Я, сами понимаете, сопротивляться не стал.
Клаудия  направилась в душ, скинув посреди комнаты кроссовки и надев одноразовые гостиничные тапки. Вскоре стал слышен шум льющейся воды. Я представил обнажённую Клаудию под струями воды, и меня стало чуть больше.
  Простите, но то душа моя рвалась из тесноты телесной.
Клаудия ввалилась в комнату в прилипшей футболке, с голыми ногами и махровым полотенцем на голове.
- Душ свободен! - объявила она, падая на кровать.
Я послушно поплёлся в душ, в процессе приёма которого сердце билось всё чаще и чаще. Так и до инфаркта не далеко!
Когда я вышел из душа, то увидел, что свет в номере потушен, а Клаудия мирно посапывает под одеялом.
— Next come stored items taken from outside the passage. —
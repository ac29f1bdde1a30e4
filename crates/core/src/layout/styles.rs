//! Per-layout stylesheet generation.
//!
//! Every document carries one inline `<style>` block: shared base rules
//! driven by the palette, then a section specific to the layout. Output is
//! plain CSS text; nothing here is user-controlled except validated colors.

use std::fmt::Write;

use super::{FontFamily, LayoutId, Palette};

/// Build the full stylesheet for a document.
#[must_use]
pub(crate) fn stylesheet(layout: LayoutId, palette: &Palette, font: FontFamily) -> String {
    let mut css = base_css(palette, font);
    css.push_str(layout_css(layout));
    css
}

fn base_css(palette: &Palette, font: FontFamily) -> String {
    let mut css = String::with_capacity(2048);
    // Palette variables first so layout sections can reference them.
    let _ = write!(
        css,
        ":root{{--bg:{bg};--surface:{surface};--text:{text};--muted:{muted};--accent:{accent};}}",
        bg = palette.background,
        surface = palette.surface,
        text = palette.text,
        muted = palette.muted,
        accent = palette.accent,
    );
    let _ = write!(
        css,
        "*{{box-sizing:border-box;}}\
         body{{margin:0;background:var(--bg);color:var(--text);\
         font-family:{font};line-height:1.6;}}",
        font = font.css_stack(),
    );
    css.push_str(
        "a{color:var(--accent);text-decoration:none;}\
         a:hover{text-decoration:underline;}\
         h1,h2,h3{line-height:1.25;}\
         img{max-width:100%;height:auto;}\
         pre{background:var(--surface);padding:1rem;overflow-x:auto;border-radius:6px;}\
         code{background:var(--surface);padding:.1em .3em;border-radius:4px;}\
         pre code{padding:0;background:none;}\
         blockquote{margin:0;padding-left:1rem;border-left:3px solid var(--accent);color:var(--muted);}\
         .site-header nav a{margin-right:1rem;color:var(--text);}\
         .site-header nav a:hover{color:var(--accent);}\
         .site-footer{color:var(--muted);font-size:.85rem;margin-top:3rem;\
         padding-top:1rem;border-top:1px solid var(--surface);}\
         .post-meta{color:var(--muted);font-size:.85rem;}\
         .tag{display:inline-block;background:var(--surface);color:var(--muted);\
         border-radius:999px;padding:.05rem .6rem;margin-right:.35rem;font-size:.75rem;}\
         .post-list{list-style:none;margin:0;padding:0;}\
         .post-list li{margin-bottom:1.75rem;}\
         .post-list.cards{display:grid;grid-template-columns:repeat(auto-fill,minmax(240px,1fr));gap:1rem;}\
         .post-list.cards li{background:var(--surface);border-radius:8px;padding:1rem;margin:0;}\
         .search-form input{background:var(--surface);color:var(--text);border:1px solid var(--muted);\
         border-radius:6px;padding:.4rem .7rem;width:60%;max-width:20rem;}\
         .pager{margin-top:2rem;}",
    );
    css
}

/// The layout-specific CSS section.
const fn layout_css(layout: LayoutId) -> &'static str {
    match layout {
        LayoutId::PersonalBlog => {
            ".wrap{max-width:680px;margin:0 auto;padding:2rem 1.25rem;}\
             .site-header{margin-bottom:2.5rem;}\
             .site-header h1{font-size:1.6rem;margin:0 0 .5rem;}"
        }
        LayoutId::PortfolioGrid => {
            ".wrap{max-width:1040px;margin:0 auto;padding:2rem 1.5rem;}\
             .site-header{display:flex;align-items:baseline;justify-content:space-between;\
             flex-wrap:wrap;margin-bottom:2.5rem;}\
             .site-header h1{font-size:1.5rem;margin:0;}\
             main.page-content{background:var(--surface);border-radius:10px;padding:2rem;}"
        }
        LayoutId::LandingPage => {
            ".wrap{max-width:720px;margin:0 auto;padding:2rem 1.25rem;text-align:center;}\
             .site-header{padding:3rem 0 2rem;}\
             .site-header h1{font-size:2.6rem;margin:0 0 .75rem;}\
             .site-header nav a{margin:0 .5rem;}\
             main{text-align:left;}"
        }
        LayoutId::SplitIntro => {
            ".wrap{max-width:960px;margin:0 auto;padding:2rem 1.25rem;\
             display:grid;grid-template-columns:240px 1fr;gap:3rem;}\
             .site-header h1{font-size:1.4rem;margin:0 0 1rem;}\
             .site-header nav a{display:block;margin:0 0 .5rem;}\
             @media(max-width:720px){.wrap{display:block;}}\
             .site-footer{border-top:none;}"
        }
        LayoutId::NotesZettelkasten => {
            ".wrap{max-width:600px;margin:0 auto;padding:1.5rem 1rem;}\
             body{font-size:.95rem;}\
             .site-header{margin-bottom:1.5rem;}\
             .site-header h1{font-size:1.15rem;margin:0 0 .4rem;}\
             .post-list li{margin-bottom:.9rem;padding-bottom:.9rem;\
             border-bottom:1px dashed var(--surface);}"
        }
        LayoutId::LinkInBio => {
            ".wrap{max-width:420px;margin:0 auto;padding:2.5rem 1rem;text-align:center;}\
             .site-header h1{font-size:1.5rem;margin:0 0 1.5rem;}\
             .site-header nav a{display:block;margin:0 0 .75rem;background:var(--surface);\
             color:var(--text);border-radius:8px;padding:.7rem 1rem;}\
             .site-header nav a:hover{color:var(--accent);text-decoration:none;}\
             main{text-align:left;}"
        }
    }
}

#[cfg(test)]
mod tests {
    use super::*;
    use crate::layout::ThemeId;

    #[test]
    fn test_stylesheet_embeds_palette() {
        let palette = ThemeId::Midnight.palette();
        let css = stylesheet(LayoutId::PersonalBlog, &palette, FontFamily::Serif);
        assert!(css.contains("--bg:#101216"));
        assert!(css.contains("--accent:#6ea8fe"));
        assert!(css.contains("Georgia"));
    }

    #[test]
    fn test_every_layout_has_a_wrap_rule() {
        let palette = ThemeId::Classic.palette();
        for layout in LayoutId::ALL {
            let css = stylesheet(layout, &palette, FontFamily::Sans);
            assert!(css.contains(".wrap{"), "no wrap rule for {layout}");
        }
    }

    #[test]
    fn test_layout_sections_differ() {
        assert_ne!(
            layout_css(LayoutId::PersonalBlog),
            layout_css(LayoutId::LinkInBio)
        );
    }
}
//! Minispace Site - Public tenant renderer.
//!
//! This binary serves visitor-facing tenant sites on port 3000.
//!
//! # Architecture
//!
//! - Axum web framework, one router for every tenant
//! - Tenants resolved from the `Host` header (`{username}.{base_domain}`,
//!   custom domains, or the `/u/{username}` path fallback)
//! - Documents rendered by the pure layout renderer in `minispace-core`
//! - `PostgreSQL` for pages, posts and settings (written by the dashboard)
//!
//! # Security
//!
//! This binary is read-only except for post read counts. It has no session
//! layer and never sees credentials; all authenticated surfaces live in the
//! dashboard binary.

#![cfg_attr(not(test), forbid(unsafe_code))]

use axum::extract::State;
use axum::http::StatusCode;
use axum::{Router, routing::get};
use tower_http::trace::TraceLayer;

use minispace_site::config::SiteConfig;
use minispace_site::state::AppState;
use minispace_site::{db, routes};
use sentry::integrations::tracing as sentry_tracing;
use tracing_subscriber::{layer::SubscriberExt, util::SubscriberInitExt};

/// Initialize Sentry error tracking and return guard that must be kept alive.
fn init_sentry(config: &SiteConfig) -> Option<sentry::ClientInitGuard> {
    let dsn = config.sentry_dsn.as_ref()?;

    let guard = sentry::init((
        dsn.as_str(),
        sentry::ClientOptions {
            release: sentry::release_name!(),
            environment: config
                .sentry_environment
                .clone()
                .map(std::borrow::Cow::Owned),
            sample_rate: config.sentry_sample_rate,
            traces_sample_rate: config.sentry_traces_sample_rate,
            attach_stacktrace: true,
            ..Default::default()
        },
    ));

    tracing::info!("Sentry initialized");
    Some(guard)
}

/// Filter tracing events to Sentry event types.
fn sentry_event_filter(metadata: &tracing::Metadata<'_>) -> sentry_tracing::EventFilter {
    match *metadata.level() {
        tracing::Level::ERROR | tracing::Level::WARN => sentry_tracing::EventFilter::Event,
        tracing::Level::INFO | tracing::Level::DEBUG => sentry_tracing::EventFilter::Breadcrumb,
        _ => sentry_tracing::EventFilter::Ignore,
    }
}

#[tokio::main]
async fn main() {
    // Load configuration from environment (needed for Sentry init)
    let config = SiteConfig::from_env().expect("Failed to load configuration");

    // Initialize Sentry (must be done before tracing subscriber)
    let _sentry_guard = init_sentry(&config);

    // Initialize tracing with EnvFilter and Sentry integration
    // Defaults to info level for our crate if RUST_LOG is not set
    let env_filter = tracing_subscriber::EnvFilter::try_from_default_env()
        .unwrap_or_else(|_| "minispace_site=info,tower_http=debug".into());

    tracing_subscriber::registry()
        .with(env_filter)
        .with(tracing_subscriber::fmt::layer())
        .with(sentry_tracing::layer().event_filter(sentry_event_filter))
        .init();

    // Initialize database connection pool
    let pool = db::create_pool(&config.database_url)
        .await
        .expect("Failed to create database pool");
    tracing::info!("Database pool created");

    // NOTE: Migrations are NOT run automatically on startup.
    // Run them explicitly via: cargo run -p minispace-cli -- migrate

    // Build application state
    let state = AppState::new(config.clone(), pool);

    // Build router
    let app = Router::new()
        .route("/health", get(health))
        .route("/health/ready", get(readiness))
        .merge(routes::routes())
        .layer(TraceLayer::new_for_http())
        .with_state(state)
        // Sentry layers (outermost for full request coverage)
        .layer(sentry_tower::NewSentryLayer::new_from_top())
        .layer(sentry_tower::SentryHttpLayer::new().enable_transaction());

    // Start server
    let addr = config.socket_addr();
    tracing::info!("site listening on {}", addr);

    let listener = tokio::net::TcpListener::bind(addr)
        .await
        .expect("Failed to bind to address");

    axum::serve(listener, app)
        .with_graceful_shutdown(shutdown_signal())
        .await
        .expect("Server error");
}

/// Liveness health check endpoint.
///
/// Returns "ok" if the server is running. Does not check dependencies.
async fn health() -> &'static str {
    "ok"
}

/// Readiness health check endpoint.
///
/// Verifies database connectivity before returning OK.
/// Returns 503 Service Unavailable if the database is not reachable.
async fn readiness(State(state): State<AppState>) -> StatusCode {
    match sqlx::query("SELECT 1").fetch_one(state.pool()).await {
        Ok(_) => StatusCode::OK,
        Err(_) => StatusCode::SERVICE_UNAVAILABLE,
    }
}

/// Wait for shutdown signal (Ctrl+C or SIGTERM).
async fn shutdown_signal() {
    let ctrl_c = async {
        tokio::signal::ctrl_c()
            .await
            .expect("Failed to install Ctrl+C handler");
    };

    #[cfg(unix)]
    let terminate = async {
        tokio::signal::unix::signal(tokio::signal::unix::SignalKind::terminate())
            .expect("Failed to install signal handler")
            .recv()
            .await;
    };

    #[cfg(not(unix))]
    let terminate = std::future::pending::<()>();

    tokio::select! {
        () = ctrl_c => {},
        () = terminate => {},
    }

    tracing::info!("Shutdown signal received, starting graceful shutdown");
}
Я замер в нерешительности, потом сел в кресло и стал смотреть на спящую девушку.
Так в кресле и заснул.

И проснулся утром одетым в кресле….
Именно так, друзья мои!

7

- Что за мудак ты такой? – иногда слышу я от моего милого друга, которого одного посвящаю в  интимные подробности своей неупорядоченной бестолковой жизни, катящейся безо всякой цели к бесславному концу, гробу и полному забвению.
Друг мой, в отличие от меня, вполне состоялся. Имеет неплохой стабильный доход, детей, любящую жену, загородный дом, машину с большим объёмом двигателя и, самое главное - много бесценных мыслей по поводу моего жизнеустройства.
Когда я навещаю его, с целью стрельнуть тысчонку - другую, мы засиживаемся порою за полночь, а бывает и до утра.
Сначала мой друг заставляет меня рассказывать о том, что случилось со мною за время с нашей последней встречи. А почти всегда, что-нибудь, да и случается. Слушает он, всегда затаив дыхание, выкатив глаза из орбит и даже уши его, кажется, приводятся, подобно локаторам, в состояние повышенной готовности. 
Затем, выслушав, он начинает уточнять подробности. Смаковать детали. Я подыгрываю ему. Добавляю перчику, так сказать.  Хотя, человек не единожды женатый, он должен бы, на мой взгляд, понять уже давно, что никаких принципиальных отличий между дамами не существует.
Так вот, выслушав меня, он затем  начинает услышанное комментировать.
- До чего докатились эти штучки! – восклицает мой друг.
- Как не стыдно ей! – распаляется он, имея в виду какую-нибудь несвободную женщину. – Ведь она замужем!
- Нет, сто раз правы мусульмане, нельзя бабам волю давать!  Распустились!
Я помалкиваю, или киваю, невинно улыбаясь.
Однако мой друг никак не может взять в толк, когда я  рассказываю порой о том, как провёл ночь с женщиной и не переспал, или не попытался даже переспать с ней.
О, вот тут он по настоящему звереет!
- Как, ты не трахнул её, Домский?
- Нет.
- И даже не пытался?
- Представляешь, даже не пытался.
- Не представляю?! Она, что была такой страшной?
- Она была прекраснейшей из женщин!
- Ты …банат!
- Вот тут ты прав! На все сто!
- Что за мудак ты такой?! – произнеся свою коронную фразу, мой друг замолкает и смотрит на меня с  недоумением.
Я и сам недоумеваю вместе с ним.

Своего милого друга  вспоминал я в то, ещё не столь далёкое утро, глядя, как Клаудия растворяет в стакане с минералкой шипучую таблетку.
Немка протянула мне стакан, и приказала, - Пей!
Я выпил всё до дна, и Клаудия, сделав ещё один такой растворчик, последовала моему примеру.
Не знаю, что это было за средство. У нас я такого не встречал.  Наверняка Клаудия привезла его из Германии. Вскоре похмелье, как рукой сняло!   
Мы опять, по очереди, приняли душ. Я направлял тёплые струи на голову и шею, а после смыл остатки несоответствия бодрящим контрастным душем.
Сразу захотелось есть.


8

Клаудия притащила в карманах толстовки рогалик и пару варёных яиц – то, что ей удалось спереть в гостиничном ресторане. У нас оставалась ещё минералка. Так что я запил свой завтрак водичкой - чтобы не икать.
Оставшуюся  в мини-баре еду, решено было не трогать. Ведь я забыл упомянуть, что всё это было совсем не бесплатно – к холодильнику был приклеен листок с ценами, довольно кусачими. 
Когда я подсчитал, сколько мы должны, то матернулся в сердцах в адрес администрации.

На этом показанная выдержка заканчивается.